Dr Africano Kangire, head of the Coffee Research Centre Kituza, says a slight increase of two degrees Celsius in global temperature will push the crop past its margins; only a few highland areas in Uganda could continue to grow coffee. “It is predicted that a two degree rise will reduce Uganda’s coffee production by 80 per cent,” he says.

Rise in temperature
Coffee will be restricted to only high elevation areas as the crop’s suitable climate migrates into the foothills of Rwenzori and Elgon. This means temperatures in the central region will be higher for the crop causing its exit since coffee is sensitive to water stress.

Hotter temperatures would also expose the crop to more pests and diseases. According to a 2007 meteorological report, the average temperature in the coffee-growing areas was at about 25 degrees Celsius.

But Mr Paul Isabirye, Assistant Commissioner, Department of Meteorology, says due to global warming, temperatures could have risen since the report was issued.

He points out that rain is now falling at the wrong times, and the coffee beans have less time to mature. “If the coffee beans face a lot of sunshine and less rain, the beans will be smaller and in lower yields,” he says.

Shortfalls
Mr Cosmas Kanyike, procurement and logistics manager, Ibero (U) Ltd, says the company had targeted to buy 60,000 bags of coffee last year but only ended up realising 40,000 bags while Mr Iyer Suresh, exports manager at Olam (U) Ltd, says they projected to buy 20,000 tonnes of Robusta coffee in the same year but only managed to get 9,000 tonnes.

Others like Mr David Barry, acknowledge that the amount of low quality coffee has also been on the increase. “The long droughts that come when the cherries are not yet mature have greatly reduced coffee production,” he says.

Ms Mariam Nanangwe, a resident of Bugabwe village in Kaliro Town Council, who owns six acres of coffee and has been growing it for 20 years, says she has already begun feeling the effects of climate change.

In the past 10 years, her yields have dwindled from 70 bags she used to harvest each season to a mere 10 bags or even less a season.

Mitigation measures
“Diseases like leaf rust and wilt and pests like the stem borer and leaf bug have become rampant. Thirty years ago, the weather was cool and we used to get a lot of rainfall but there are long droughts which come sometimes during flowering,” she says.

“Coffee is my main cash crop and because I now earn little from it, I am finding it hard to sustain my family of six people.” Because she now earns little, she cannot afford to buy pesticides to spray her coffee.
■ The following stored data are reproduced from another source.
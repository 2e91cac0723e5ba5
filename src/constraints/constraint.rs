//! Constraint types for optimization problems.
//!
//! Constraints map to blocks of the standard form:
//! - Linear: equality or inequality rows
//! - SecondOrderCone / RotatedCone: one second-order cone block each
//! - Semidefinite: one symmetric cone block
//! - Quadratic: one inequality row plus a bilinear matrix
//! - LogSumExp: passed through for backends with native support

use std::collections::BTreeSet;

use crate::error::{CanonError, Result};
use crate::expr::{AffineExpr, QuadExpr, Shape};

/// Relation of a linear constraint.
#[derive(Debug, Clone, Copy, PartialEq, Eq, Hash)]
pub enum LinearSense {
    Eq,
    Le,
    Ge,
}

/// Relation of a semidefinite constraint.
#[derive(Debug, Clone, Copy, PartialEq, Eq, Hash)]
pub enum SdpSense {
    /// `lhs ⪯ rhs`
    Preceq,
    /// `lhs ⪰ rhs`
    Succeq,
}

/// Coarse constraint category used for the running totals.
#[derive(Debug, Clone, Copy, PartialEq, Eq, Hash)]
pub enum ConstraintKind {
    Linear,
    Cone,
    Quadratic,
    Semidefinite,
    LogSumExp,
}

/// A constraint in an optimization problem.
#[derive(Debug, Clone, PartialEq)]
pub enum Constraint {
    /// `lhs (==|<=|>=) rhs`, both sides of the same shape.
    Linear {
        lhs: AffineExpr,
        rhs: AffineExpr,
        sense: LinearSense,
    },

    /// Second-order cone constraint: `||arg||_2 <= bound`.
    SecondOrderCone {
        /// The vector argument.
        arg: AffineExpr,
        /// The scalar upper bound.
        bound: AffineExpr,
    },

    /// Rotated cone: `||arg||^2 <= bound1 * bound2`.
    ///
    /// An absent bound stands for the constant 1; at least one is present.
    RotatedCone {
        arg: AffineExpr,
        bound1: Option<AffineExpr>,
        bound2: Option<AffineExpr>,
    },

    /// `lhs ⪯ rhs` or `lhs ⪰ rhs` on square matrices of equal shape.
    Semidefinite {
        lhs: AffineExpr,
        rhs: AffineExpr,
        sense: SdpSense,
    },

    /// `expr <= 0` for a quadratic expression.
    Quadratic { expr: QuadExpr },

    /// `log(sum(exp(arg))) <= bound`.
    LogSumExp { arg: AffineExpr, bound: AffineExpr },
}

impl Constraint {
    fn linear(lhs: AffineExpr, rhs: AffineExpr, sense: LinearSense) -> Result<Self> {
        let shape = if lhs.shape == rhs.shape || rhs.shape.is_scalar() {
            lhs.shape
        } else if lhs.shape.is_scalar() {
            rhs.shape
        } else {
            return Err(CanonError::shape(lhs.shape.to_string(), rhs.shape.to_string()));
        };
        Ok(Constraint::Linear {
            lhs: lhs.broadcast_to(shape)?,
            rhs: rhs.broadcast_to(shape)?,
            sense,
        })
    }

    /// Create an equality constraint: lhs == rhs.
    pub fn eq(lhs: AffineExpr, rhs: AffineExpr) -> Result<Self> {
        Self::linear(lhs, rhs, LinearSense::Eq)
    }

    /// Create an inequality constraint: lhs <= rhs.
    pub fn leq(lhs: AffineExpr, rhs: AffineExpr) -> Result<Self> {
        Self::linear(lhs, rhs, LinearSense::Le)
    }

    /// Create an inequality constraint: lhs >= rhs.
    pub fn geq(lhs: AffineExpr, rhs: AffineExpr) -> Result<Self> {
        Self::linear(lhs, rhs, LinearSense::Ge)
    }

    /// Create a SOC constraint: ||arg||_2 <= bound.
    pub fn soc(arg: AffineExpr, bound: AffineExpr) -> Result<Self> {
        if !bound.shape.is_scalar() {
            return Err(CanonError::shape("scalar cone bound", bound.shape.to_string()));
        }
        Ok(Constraint::SecondOrderCone { arg, bound })
    }

    /// Create a rotated cone constraint: ||arg||^2 <= bound1 * bound2.
    pub fn rotated(
        arg: AffineExpr,
        bound1: Option<AffineExpr>,
        bound2: Option<AffineExpr>,
    ) -> Result<Self> {
        if bound1.is_none() && bound2.is_none() {
            return Err(CanonError::shape(
                "at least one rotated cone bound",
                "both absent",
            ));
        }
        for b in bound1.iter().chain(bound2.iter()) {
            if !b.shape.is_scalar() {
                return Err(CanonError::shape("scalar cone bound", b.shape.to_string()));
            }
        }
        Ok(Constraint::RotatedCone {
            arg,
            bound1,
            bound2,
        })
    }

    fn semidefinite(lhs: AffineExpr, rhs: AffineExpr, sense: SdpSense) -> Result<Self> {
        if !lhs.shape.is_square() {
            return Err(CanonError::shape("square matrix", lhs.shape.to_string()));
        }
        if lhs.shape != rhs.shape {
            return Err(CanonError::shape(lhs.shape.to_string(), rhs.shape.to_string()));
        }
        Ok(Constraint::Semidefinite { lhs, rhs, sense })
    }

    /// Create a semidefinite constraint: lhs ⪯ rhs.
    pub fn preceq(lhs: AffineExpr, rhs: AffineExpr) -> Result<Self> {
        Self::semidefinite(lhs, rhs, SdpSense::Preceq)
    }

    /// Create a semidefinite constraint: lhs ⪰ rhs.
    pub fn succeq(lhs: AffineExpr, rhs: AffineExpr) -> Result<Self> {
        Self::semidefinite(lhs, rhs, SdpSense::Succeq)
    }

    /// Create `expr ⪰ 0`.
    pub fn psd(expr: AffineExpr) -> Result<Self> {
        let zero = AffineExpr::zeros(expr.shape);
        Self::succeq(expr, zero)
    }

    /// Create a quadratic constraint: lhs <= rhs.
    pub fn quad_leq(lhs: QuadExpr, rhs: QuadExpr) -> Result<Self> {
        let expr = lhs.sub(&rhs)?;
        if !expr.affine.shape.is_scalar() {
            return Err(CanonError::shape("scalar quadratic", expr.affine.shape.to_string()));
        }
        Ok(Constraint::Quadratic { expr })
    }

    /// Create a log-sum-exp constraint: log(sum(exp(arg))) <= bound.
    pub fn log_sum_exp(arg: AffineExpr, bound: AffineExpr) -> Result<Self> {
        if !bound.shape.is_scalar() {
            return Err(CanonError::shape("scalar bound", bound.shape.to_string()));
        }
        Ok(Constraint::LogSumExp { arg, bound })
    }

    /// Coarse category of this constraint.
    pub fn kind(&self) -> ConstraintKind {
        match self {
            Constraint::Linear { .. } => ConstraintKind::Linear,
            Constraint::SecondOrderCone { .. } | Constraint::RotatedCone { .. } => {
                ConstraintKind::Cone
            }
            Constraint::Semidefinite { .. } => ConstraintKind::Semidefinite,
            Constraint::Quadratic { .. } => ConstraintKind::Quadratic,
            Constraint::LogSumExp { .. } => ConstraintKind::LogSumExp,
        }
    }

    /// Shape of the constrained expression (the cone argument for cones).
    pub fn shape(&self) -> Shape {
        match self {
            Constraint::Linear { lhs, .. } | Constraint::Semidefinite { lhs, .. } => lhs.shape,
            Constraint::SecondOrderCone { arg, .. }
            | Constraint::RotatedCone { arg, .. }
            | Constraint::LogSumExp { arg, .. } => arg.shape,
            Constraint::Quadratic { .. } => Shape::scalar(),
        }
    }

    /// Get all affine expressions in this constraint.
    pub fn expressions(&self) -> Vec<&AffineExpr> {
        match self {
            Constraint::Linear { lhs, rhs, .. } | Constraint::Semidefinite { lhs, rhs, .. } => {
                vec![lhs, rhs]
            }
            Constraint::SecondOrderCone { arg, bound } | Constraint::LogSumExp { arg, bound } => {
                vec![arg, bound]
            }
            Constraint::RotatedCone {
                arg,
                bound1,
                bound2,
            } => std::iter::once(arg)
                .chain(bound1.iter())
                .chain(bound2.iter())
                .collect(),
            Constraint::Quadratic { expr } => vec![&expr.affine],
        }
    }

    /// Get all variable names in this constraint.
    pub fn variables(&self) -> BTreeSet<&str> {
        let mut vars: BTreeSet<&str> = self
            .expressions()
            .into_iter()
            .flat_map(|e| e.variables())
            .collect();
        if let Constraint::Quadratic { expr } = self {
            vars.extend(expr.variables());
        }
        vars
    }
}

/// Extension trait for creating constraints from expressions.
pub trait ConstraintExt {
    /// Create equality constraint: self == rhs.
    fn equals(&self, rhs: &AffineExpr) -> Result<Constraint>;

    /// Create inequality constraint: self <= rhs.
    fn leq(&self, rhs: &AffineExpr) -> Result<Constraint>;

    /// Create inequality constraint: self >= rhs.
    fn geq(&self, rhs: &AffineExpr) -> Result<Constraint>;
}

impl ConstraintExt for AffineExpr {
    fn equals(&self, rhs: &AffineExpr) -> Result<Constraint> {
        Constraint::eq(self.clone(), rhs.clone())
    }

    fn leq(&self, rhs: &AffineExpr) -> Result<Constraint> {
        Constraint::leq(self.clone(), rhs.clone())
    }

    fn geq(&self, rhs: &AffineExpr) -> Result<Constraint> {
        Constraint::geq(self.clone(), rhs.clone())
    }
}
Dr Kangire says, as a mitigation measure, new clonal varieties have been developed. Investigations on crop management practices including intercropping coffee with annual crops and coffee-banana inter-cropping systems, integrated weed management and use of organic fertilisers have been conducted.

“Alternative insect pests control measures, which reduce dependence on expensive chemical pesticides and are environmentally safe, for instance, biological control, are being studied,” he says.